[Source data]
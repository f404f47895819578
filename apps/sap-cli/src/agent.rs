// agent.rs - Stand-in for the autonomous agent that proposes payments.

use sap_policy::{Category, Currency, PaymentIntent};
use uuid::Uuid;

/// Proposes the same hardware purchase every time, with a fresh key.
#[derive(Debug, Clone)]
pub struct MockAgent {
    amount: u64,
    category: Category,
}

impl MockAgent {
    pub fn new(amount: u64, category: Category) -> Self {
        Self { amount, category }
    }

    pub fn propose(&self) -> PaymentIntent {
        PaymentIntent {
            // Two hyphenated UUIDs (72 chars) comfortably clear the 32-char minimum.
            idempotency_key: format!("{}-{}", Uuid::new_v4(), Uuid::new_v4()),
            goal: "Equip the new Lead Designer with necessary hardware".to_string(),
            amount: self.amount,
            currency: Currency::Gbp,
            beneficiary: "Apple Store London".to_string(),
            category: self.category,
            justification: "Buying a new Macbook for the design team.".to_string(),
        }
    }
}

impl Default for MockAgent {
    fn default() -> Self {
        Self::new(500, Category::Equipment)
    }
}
==
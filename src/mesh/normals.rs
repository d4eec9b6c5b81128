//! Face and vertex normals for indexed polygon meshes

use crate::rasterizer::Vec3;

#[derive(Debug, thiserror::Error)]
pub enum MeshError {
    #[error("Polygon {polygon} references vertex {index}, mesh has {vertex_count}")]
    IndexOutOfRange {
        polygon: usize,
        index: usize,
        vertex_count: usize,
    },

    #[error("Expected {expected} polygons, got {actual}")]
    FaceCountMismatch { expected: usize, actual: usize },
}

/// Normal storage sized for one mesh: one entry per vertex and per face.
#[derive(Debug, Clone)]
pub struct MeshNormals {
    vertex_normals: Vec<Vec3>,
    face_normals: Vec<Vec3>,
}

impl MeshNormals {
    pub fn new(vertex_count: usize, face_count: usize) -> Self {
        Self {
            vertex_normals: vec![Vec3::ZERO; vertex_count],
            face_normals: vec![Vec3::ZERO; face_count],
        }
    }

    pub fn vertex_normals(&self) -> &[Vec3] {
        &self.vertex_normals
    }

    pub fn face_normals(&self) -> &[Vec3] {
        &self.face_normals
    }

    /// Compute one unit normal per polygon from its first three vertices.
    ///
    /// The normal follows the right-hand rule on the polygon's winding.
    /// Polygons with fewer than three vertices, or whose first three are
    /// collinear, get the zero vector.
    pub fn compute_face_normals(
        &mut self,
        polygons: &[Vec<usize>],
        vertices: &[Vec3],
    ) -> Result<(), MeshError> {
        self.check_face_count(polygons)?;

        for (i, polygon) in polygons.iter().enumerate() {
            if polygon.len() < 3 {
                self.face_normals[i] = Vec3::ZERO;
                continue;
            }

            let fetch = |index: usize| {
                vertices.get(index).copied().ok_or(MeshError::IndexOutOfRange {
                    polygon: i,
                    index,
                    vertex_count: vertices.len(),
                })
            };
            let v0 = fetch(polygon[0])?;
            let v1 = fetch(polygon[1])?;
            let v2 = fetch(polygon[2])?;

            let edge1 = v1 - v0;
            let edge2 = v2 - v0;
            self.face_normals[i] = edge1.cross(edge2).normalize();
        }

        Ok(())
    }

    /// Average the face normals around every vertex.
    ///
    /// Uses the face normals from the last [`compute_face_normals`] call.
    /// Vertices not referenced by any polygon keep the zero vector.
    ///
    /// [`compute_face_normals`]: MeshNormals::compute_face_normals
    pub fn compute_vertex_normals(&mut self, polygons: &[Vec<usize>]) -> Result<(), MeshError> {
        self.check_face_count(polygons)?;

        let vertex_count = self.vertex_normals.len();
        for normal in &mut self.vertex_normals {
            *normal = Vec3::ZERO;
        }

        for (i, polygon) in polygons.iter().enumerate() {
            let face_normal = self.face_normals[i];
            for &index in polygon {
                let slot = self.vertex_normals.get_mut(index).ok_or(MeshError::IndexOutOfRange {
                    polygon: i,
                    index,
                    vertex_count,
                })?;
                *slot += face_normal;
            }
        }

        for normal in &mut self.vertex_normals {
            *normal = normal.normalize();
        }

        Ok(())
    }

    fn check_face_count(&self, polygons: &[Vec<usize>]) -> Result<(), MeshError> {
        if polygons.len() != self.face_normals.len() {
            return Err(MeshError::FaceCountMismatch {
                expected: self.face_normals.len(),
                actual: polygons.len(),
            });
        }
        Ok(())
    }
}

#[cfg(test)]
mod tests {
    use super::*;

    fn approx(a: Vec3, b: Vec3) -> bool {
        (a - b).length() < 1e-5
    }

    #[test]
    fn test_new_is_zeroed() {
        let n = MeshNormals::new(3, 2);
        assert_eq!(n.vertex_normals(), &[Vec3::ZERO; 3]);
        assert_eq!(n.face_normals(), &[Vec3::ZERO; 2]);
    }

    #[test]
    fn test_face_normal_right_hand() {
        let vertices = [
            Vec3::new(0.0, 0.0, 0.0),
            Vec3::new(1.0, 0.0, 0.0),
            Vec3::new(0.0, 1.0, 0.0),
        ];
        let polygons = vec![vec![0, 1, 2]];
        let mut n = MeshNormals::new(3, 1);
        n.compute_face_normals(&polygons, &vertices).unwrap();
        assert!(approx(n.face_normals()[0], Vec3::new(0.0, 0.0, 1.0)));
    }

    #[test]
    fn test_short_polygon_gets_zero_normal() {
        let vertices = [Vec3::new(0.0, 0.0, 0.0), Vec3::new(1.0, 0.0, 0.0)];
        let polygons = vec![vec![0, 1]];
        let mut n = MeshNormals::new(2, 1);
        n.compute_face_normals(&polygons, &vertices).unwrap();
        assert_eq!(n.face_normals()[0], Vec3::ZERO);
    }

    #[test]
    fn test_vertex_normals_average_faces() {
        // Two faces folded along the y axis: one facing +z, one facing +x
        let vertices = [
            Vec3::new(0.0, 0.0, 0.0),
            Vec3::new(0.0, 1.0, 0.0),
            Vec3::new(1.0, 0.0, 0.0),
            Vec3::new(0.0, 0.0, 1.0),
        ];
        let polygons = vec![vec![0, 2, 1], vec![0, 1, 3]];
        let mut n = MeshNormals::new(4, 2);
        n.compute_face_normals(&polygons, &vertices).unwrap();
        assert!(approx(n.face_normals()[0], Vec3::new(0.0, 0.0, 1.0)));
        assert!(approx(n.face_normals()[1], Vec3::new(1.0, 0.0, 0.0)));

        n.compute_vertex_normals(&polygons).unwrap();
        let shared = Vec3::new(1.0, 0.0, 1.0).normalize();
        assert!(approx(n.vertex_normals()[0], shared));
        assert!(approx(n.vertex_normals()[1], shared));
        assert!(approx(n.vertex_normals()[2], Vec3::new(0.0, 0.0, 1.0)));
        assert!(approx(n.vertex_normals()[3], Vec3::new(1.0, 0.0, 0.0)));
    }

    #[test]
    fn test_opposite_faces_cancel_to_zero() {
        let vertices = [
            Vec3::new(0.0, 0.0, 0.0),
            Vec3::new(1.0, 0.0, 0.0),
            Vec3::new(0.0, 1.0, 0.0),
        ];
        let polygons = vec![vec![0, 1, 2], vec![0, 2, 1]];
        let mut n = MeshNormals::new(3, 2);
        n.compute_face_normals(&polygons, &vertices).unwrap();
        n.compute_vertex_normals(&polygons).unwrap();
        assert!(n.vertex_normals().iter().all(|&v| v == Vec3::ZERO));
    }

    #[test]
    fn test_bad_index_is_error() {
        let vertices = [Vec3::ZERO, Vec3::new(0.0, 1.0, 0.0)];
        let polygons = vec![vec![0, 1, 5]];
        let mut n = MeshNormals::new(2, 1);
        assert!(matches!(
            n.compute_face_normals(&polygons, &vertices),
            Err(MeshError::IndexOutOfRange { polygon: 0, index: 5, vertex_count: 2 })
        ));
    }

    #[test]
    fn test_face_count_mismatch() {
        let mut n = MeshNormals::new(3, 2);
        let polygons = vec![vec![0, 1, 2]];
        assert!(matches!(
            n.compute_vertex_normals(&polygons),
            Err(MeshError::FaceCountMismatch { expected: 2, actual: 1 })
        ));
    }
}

# WORK ORDER
Lines from the records above that hold "normalize" are the ones to list.

# ANSWER BOX
            self.face_normals[i] = edge1.cross(edge2).normalize();
            *normal = normal.normalize();
        let shared = Vec3::new(1.0, 0.0, 1.0).normalize();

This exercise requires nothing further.